Kinda fuck you, debs.

Posted by: slothrop | Mar 23 2011 23:06 utc | 55

sorry no links to this subscription-only site, so I’ll directly post the text (allowed by their rules): I agree with its general point of view: the role of the ideological narrative over specific material interests in the decision to wage war at Lybia;
LIBYA, THE WEST AND THE NARRATIVE OF DEMOCRACY
By George Friedman
Forces from the United States and some European countries have intervened in Libya. Under U.N. authorization, they have imposed a no-fly zone in Libya, meaning they will shoot down any Libyan aircraft that attempts to fly within Libya.
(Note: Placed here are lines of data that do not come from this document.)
/// Stripe billing
///
/// - `webhook`: signature verification and typed event mapping
/// - `reconcile`: account billing updates

pub mod reconcile;
pub mod webhook;

pub use reconcile::{process_event, BillingError, BillingEvent, ReconcileOutcome};
pub use webhook::{construct_event, VerifiedEvent, SIGNATURE_HEADER};
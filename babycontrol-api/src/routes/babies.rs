/// Baby endpoints
///
/// # Endpoints
///
/// - `GET /v1/babies?include_inactive=` - List babies
/// - `POST /v1/babies` - Add a baby
/// - `GET/PUT/DELETE /v1/babies/:id` - Read, update, soft-delete
/// - `GET /v1/babies/:id/status` - Last feed/diaper/sleep and overdue warnings
/// - `GET /v1/babies/:id/timeline` - All activity, newest first

use crate::{
    app::AppState,
    error::{ApiError, ApiResult},
};
use axum::{
    extract::{Path, Query, State},
    http::StatusCode,
    Extension, Json,
};
use babycontrol_shared::{
    activity::{
        status::{self, BabyStatus},
        timeline::{self, TimelineEntry},
    },
    auth::{authorization::require_family, middleware::AuthContext},
    models::baby::{Baby, CreateBaby, UpdateBaby},
    validation,
};
use chrono::{DateTime, NaiveDate, Utc};
use serde::Deserialize;
use tracing::info;
use uuid::Uuid;
use validator::Validate;

#[derive(Debug, Deserialize, Validate)]
pub struct CreateBabyRequest {
    #[validate(length(min = 1, max = 100, message = "First name must be 1-100 characters"))]
    pub first_name: String,

    #[validate(length(min = 1, max = 100, message = "Last name must be 1-100 characters"))]
    pub last_name: String,

    pub birth_date: NaiveDate,

    #[validate(length(max = 20, message = "Gender must be at most 20 characters"))]
    pub gender: Option<String>,

    /// `HH:MM` without a feed before the feed warning shows
    #[validate(custom(function = "validation::validate_hh_mm"))]
    pub feed_warning_time: Option<String>,

    #[validate(custom(function = "validation::validate_hh_mm"))]
    pub diaper_warning_time: Option<String>,
}

#[derive(Debug, Deserialize, Validate)]
pub struct UpdateBabyRequest {
    #[validate(length(min = 1, max = 100, message = "First name must be 1-100 characters"))]
    pub first_name: Option<String>,

    #[validate(length(min = 1, max = 100, message = "Last name must be 1-100 characters"))]
    pub last_name: Option<String>,

    pub birth_date: Option<NaiveDate>,

    #[validate(length(max = 20, message = "Gender must be at most 20 characters"))]
    pub gender: Option<String>,

    pub inactive: Option<bool>,

    #[validate(custom(function = "validation::validate_hh_mm"))]
    pub feed_warning_time: Option<String>,

    #[validate(custom(function = "validation::validate_hh_mm"))]
    pub diaper_warning_time: Option<String>,
}

#[derive(Debug, Default, Deserialize)]
pub struct ListBabiesQuery {
    #[serde(default)]
    pub include_inactive: bool,
}

#[derive(Debug, Default, Deserialize)]
pub struct TimelineQuery {
    pub start: Option<DateTime<Utc>>,
    pub end: Option<DateTime<Utc>>,
    pub limit: Option<i64>,
}

async fn load_baby(state: &AppState, family_id: Uuid, id: Uuid) -> ApiResult<Baby> {
    Baby::find_by_id(&state.db, family_id, id)
        .await?
        .ok_or_else(|| ApiError::NotFound("Baby not found".to_string()))
}

pub async fn list(
    State(state): State<AppState>,
    Extension(auth): Extension<AuthContext>,
    Query(query): Query<ListBabiesQuery>,
) -> ApiResult<Json<Vec<Baby>>> {
    let family_id = require_family(&auth)?;

    Ok(Json(
        Baby::list_by_family(&state.db, family_id, query.include_inactive).await?,
    ))
}

pub async fn create(
    State(state): State<AppState>,
    Extension(auth): Extension<AuthContext>,
    Json(req): Json<CreateBabyRequest>,
) -> ApiResult<(StatusCode, Json<Baby>)> {
    let family_id = require_family(&auth)?;
    req.validate()?;

    let baby = Baby::create(
        &state.db,
        CreateBaby {
            family_id,
            first_name: req.first_name,
            last_name: req.last_name,
            birth_date: req.birth_date,
            gender: req.gender,
            feed_warning_time: req.feed_warning_time,
            diaper_warning_time: req.diaper_warning_time,
        },
    )
    .await?;

    info!(family_id = %family_id, baby_id = %baby.id, "Baby added");

    Ok((StatusCode::CREATED, Json(baby)))
}

pub async fn get(
    State(state): State<AppState>,
    Extension(auth): Extension<AuthContext>,
    Path(id): Path<Uuid>,
) -> ApiResult<Json<Baby>> {
    let family_id = require_family(&auth)?;

    Ok(Json(load_baby(&state, family_id, id).await?))
}

pub async fn update(
    State(state): State<AppState>,
    Extension(auth): Extension<AuthContext>,
    Path(id): Path<Uuid>,
    Json(req): Json<UpdateBabyRequest>,
) -> ApiResult<Json<Baby>> {
    let family_id = require_family(&auth)?;
    req.validate()?;

    let baby = Baby::update(
        &state.db,
        family_id,
        id,
        UpdateBaby {
            first_name: req.first_name,
            last_name: req.last_name,
            birth_date: req.birth_date,
            gender: req.gender,
            inactive: req.inactive,
            feed_warning_time: req.feed_warning_time,
            diaper_warning_time: req.diaper_warning_time,
        },
    )
    .await?
    .ok_or_else(|| ApiError::NotFound("Baby not found".to_string()))?;

    Ok(Json(baby))
}

pub async fn delete(
    State(state): State<AppState>,
    Extension(auth): Extension<AuthContext>,
    Path(id): Path<Uuid>,
) -> ApiResult<StatusCode> {
    let family_id = require_family(&auth)?;

    if !Baby::soft_delete(&state.db, family_id, id).await? {
        return Err(ApiError::NotFound("Baby not found".to_string()));
    }

    info!(family_id = %family_id, baby_id = %id, "Baby deleted");

    Ok(StatusCode::NO_CONTENT)
}

/// Current status of a baby
///
/// # Response
///
/// ```json
/// {
///   "baby_id": "uuid",
///   "last_feed": "2024-05-01T09:30:00Z",
///   "minutes_since_feed": 190,
///   "feed_warning": true,
///   "last_diaper": null,
///   "minutes_since_diaper": null,
///   "diaper_warning": false,
///   "last_sleep_start": "2024-05-01T07:00:00Z",
///   "last_sleep_end": null,
///   "sleeping": true
/// }
/// ```
pub async fn status(
    State(state): State<AppState>,
    Extension(auth): Extension<AuthContext>,
    Path(id): Path<Uuid>,
) -> ApiResult<Json<BabyStatus>> {
    let family_id = require_family(&auth)?;
    let baby = load_baby(&state, family_id, id).await?;

    Ok(Json(status::load(&state.db, &baby, Utc::now()).await?))
}

/// Merged activity timeline
///
/// Every entry is the log record plus a `kind` tag, ordered by the time the
/// activity happened, newest first.
pub async fn timeline(
    State(state): State<AppState>,
    Extension(auth): Extension<AuthContext>,
    Path(id): Path<Uuid>,
    Query(query): Query<TimelineQuery>,
) -> ApiResult<Json<Vec<TimelineEntry>>> {
    let family_id = require_family(&auth)?;
    let baby = load_baby(&state, family_id, id).await?;

    if let (Some(start), Some(end)) = (query.start, query.end) {
        if end < start {
            return Err(ApiError::invalid_field("end", "End must not be before start"));
        }
    }

    let entries = timeline::load(
        &state.db,
        family_id,
        baby.id,
        query.start,
        query.end,
        query.limit,
    )
    .await?;

    Ok(Json(entries))
}
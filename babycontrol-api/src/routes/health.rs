/// Health check endpoint
///
/// Provides a simple health check endpoint that verifies:
/// - The server is running
/// - Database connectivity
///
/// # Endpoint
///
/// ```text
/// GET /health
/// ```
///
/// # Response
///
/// ```json
/// {
///   "status": "healthy",
///   "version": "0.1.0",
///   "database": "connected",
///   "deployment": "selfhosted"
/// }
/// ```

use crate::{app::AppState, error::ApiResult};
use axum::{extract::State, Json};
use babycontrol_shared::db::pool::health_check as db_health_check;
use serde::{Deserialize, Serialize};

/// Health check response
#[derive(Debug, Serialize, Deserialize)]
pub struct HealthResponse {
    /// `healthy`, or `degraded` when the database is unreachable
    pub status: String,

    pub version: String,

    /// `connected` or `disconnected`
    pub database: String,

    /// Deployment mode (`selfhosted` or `saas`)
    pub deployment: String,
}

/// Always answers 200 so load balancers can tell a running process from a
/// dead one; database trouble shows up in the body.
pub async fn health_check(State(state): State<AppState>) -> ApiResult<Json<HealthResponse>> {
    let database_connected = match db_health_check(&state.db).await {
        Ok(()) => true,
        Err(e) => {
            tracing::warn!(error = %e, "Health check could not reach the database");
            false
        }
    };

    let (status, database) = if database_connected {
        ("healthy", "connected")
    } else {
        ("degraded", "disconnected")
    };

    Ok(Json(HealthResponse {
        status: status.to_string(),
        version: env!("CARGO_PKG_VERSION").to_string(),
        database: database.to_string(),
        deployment: state.config.deployment.mode.as_str().to_string(),
    }))
}
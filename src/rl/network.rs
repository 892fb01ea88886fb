//! Q-value network for the Snake agent
//!
//! A two-layer perceptron mapping the 11 encoded state features to one value
//! estimate per relative action.
//!
//! # Architecture
//!
//! ```text
//! Input: [batch, 11]
//!   ↓ Linear(11 → 256) + ReLU
//!   ↓ Linear(256 → 3)
//! Output: [batch, 3]   (Straight, TurnRight, TurnLeft)
//! ```
//!
//! # Example
//!
//! ```rust
//! use snake_qlearn::rl::{QNetworkConfig, QNetwork};
//! use burn::backend::ndarray::NdArrayDevice;
//! use burn::backend::NdArray;
//! use burn::tensor::Tensor;
//!
//! type Backend = NdArray<f32>;
//!
//! let device = NdArrayDevice::default();
//! let network: QNetwork<Backend> = QNetworkConfig::new(256).init(&device);
//!
//! let states = Tensor::zeros([4, 11], &device);
//! let q_values = network.forward(states);
//! assert_eq!(q_values.dims(), [4, 3]);
//! ```

use burn::{
    module::Module,
    nn::{Linear, LinearConfig},
    tensor::{Tensor, activation::relu, backend::Backend},
};

use super::observation::STATE_DIM;
use crate::game::RelativeAction;

/// Configuration for the Q-value network
#[derive(Debug, Clone)]
pub struct QNetworkConfig {
    /// Number of input features (default: 11)
    pub input_dim: usize,

    /// Hidden layer width (default: 256)
    pub hidden_dim: usize,

    /// Number of action values produced (default: 3)
    pub num_actions: usize,
}

impl QNetworkConfig {
    /// Create a configuration for the Snake state encoding with the given hidden width
    pub fn new(hidden_dim: usize) -> Self {
        Self {
            input_dim: STATE_DIM,
            hidden_dim,
            num_actions: RelativeAction::COUNT,
        }
    }

    /// Initialize the network from this configuration
    pub fn init<B: Backend>(&self, device: &B::Device) -> QNetwork<B> {
        QNetwork {
            hidden: LinearConfig::new(self.input_dim, self.hidden_dim).init(device),
            output: LinearConfig::new(self.hidden_dim, self.num_actions).init(device),
        }
    }
}

impl Default for QNetworkConfig {
    fn default() -> Self {
        Self::new(256)
    }
}

/// Feed-forward Q-value approximator
#[derive(Module, Debug)]
pub struct QNetwork<B: Backend> {
    hidden: Linear<B>,
    output: Linear<B>,
}

impl<B: Backend> QNetwork<B> {
    /// Forward pass: `[batch, 11]` states to `[batch, 3]` action values
    pub fn forward(&self, states: Tensor<B, 2>) -> Tensor<B, 2> {
        let x = self.hidden.forward(states);
        let x = relu(x);
        self.output.forward(x)
    }
}

#[cfg(test)]
mod tests {
    use super::*;
    use burn::backend::Autodiff;
    use burn::backend::ndarray::{NdArray, NdArrayDevice};
    use burn::tensor::{Distribution, TensorData};

    type TestBackend = NdArray<f32>;
    type TestAutodiffBackend = Autodiff<NdArray<f32>>;

    #[test]
    fn test_forward_pass_shapes() {
        let device = NdArrayDevice::default();
        let network = QNetworkConfig::default().init::<TestBackend>(&device);

        for batch_size in [1, 4, 32, 1000] {
            let states = Tensor::zeros([batch_size, STATE_DIM], &device);
            assert_eq!(network.forward(states).dims(), [batch_size, 3]);
        }
    }

    #[test]
    fn test_custom_hidden_width() {
        let device = NdArrayDevice::default();
        let network = QNetworkConfig::new(8).init::<TestBackend>(&device);
        let states = Tensor::ones([2, STATE_DIM], &device);
        assert_eq!(network.forward(states).dims(), [2, 3]);
    }

    #[test]
    fn test_gradient_flow() {
        let device = NdArrayDevice::default();
        let network = QNetworkConfig::default().init::<TestAutodiffBackend>(&device);

        let states = Tensor::<TestAutodiffBackend, 2>::ones([1, STATE_DIM], &device).require_grad();
        let loss = network.forward(states.clone()).sum();
        let gradients = loss.backward();

        assert!(
            states.grad(&gradients).is_some(),
            "Gradients should flow back to the input states"
        );
    }

    #[test]
    fn test_batch_consistency() {
        let device = NdArrayDevice::default();
        let network = QNetworkConfig::default().init::<TestBackend>(&device);

        let single = Tensor::<TestBackend, 2>::random(
            [1, STATE_DIM],
            Distribution::Uniform(0.0, 1.0),
            &device,
        );
        let batch = Tensor::cat(vec![single.clone(), single.clone(), single.clone()], 0);

        let single_out: TensorData = network.forward(single).into_data();
        let batch_out: TensorData = network.forward(batch).into_data();

        let single_vals: Vec<f32> = single_out.iter::<f32>().collect();
        let batch_vals: Vec<f32> = batch_out.iter::<f32>().collect();

        for row in 0..3 {
            for j in 0..3 {
                let diff = (single_vals[j] - batch_vals[row * 3 + j]).abs();
                assert!(diff < 1e-5, "row {} slot {} differs by {}", row, j, diff);
            }
        }
    }

    #[test]
    fn test_output_finite() {
        let device = NdArrayDevice::default();
        let network = QNetworkConfig::default().init::<TestBackend>(&device);

        let states = Tensor::random([8, STATE_DIM], Distribution::Uniform(0.0, 1.0), &device);
        let data: TensorData = network.forward(states).into_data();
        for val in data.iter::<f32>() {
            assert!(val.is_finite(), "Q-values should be finite, got: {}", val);
        }
    }
}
In addition, they have conducted attacks against aircraft on the ground, airfields, air defenses and the command, control and communication systems of the Libyan government, and French and U.S. aircraft have struck against Libyan armor and ground forces. There also are reports of European and Egyptian special operations forces deploying in eastern Libya, where the opposition to the government is centered, particularly around the city of Benghazi. In effect, the intervention of this alliance has been against the government of Moammar Gadhafi, and by extension, in favor of his opponents in the east.
The alliance’s full intention is not clear, nor is it clear that the allies are of one mind. The U.N. Security Council resolution clearly authorizes the imposition of a no-fly zone. By extension, this logically authorizes strikes against airfields and related targets. Very broadly, it also defines the mission of the intervention as protecting civilian lives. As such, it does not specifically prohibit the presence of ground forces, though it does clearly state that no “foreign occupation force” shall be permitted on Libyan soil. It can be assumed they intended that forces could intervene in Libya but could not remain in Libya after the intervention. What this means in practice is less than clear.
There is no question that the intervention is designed to protect Gadhafi’s enemies from his forces. Gadhafi had threatened to attack “without mercy” and had mounted a sustained eastward assault that the rebels proved incapable of slowing. Before the intervention, the vanguard of his forces was on the doorstep of Benghazi. The protection of the eastern rebels from Gadhafi’s vengeance coupled with attacks on facilities under Gadhafi’s control logically leads to the conclusion that the alliance wants regime change, that it wants to replace the Gadhafi government with one led by the rebels.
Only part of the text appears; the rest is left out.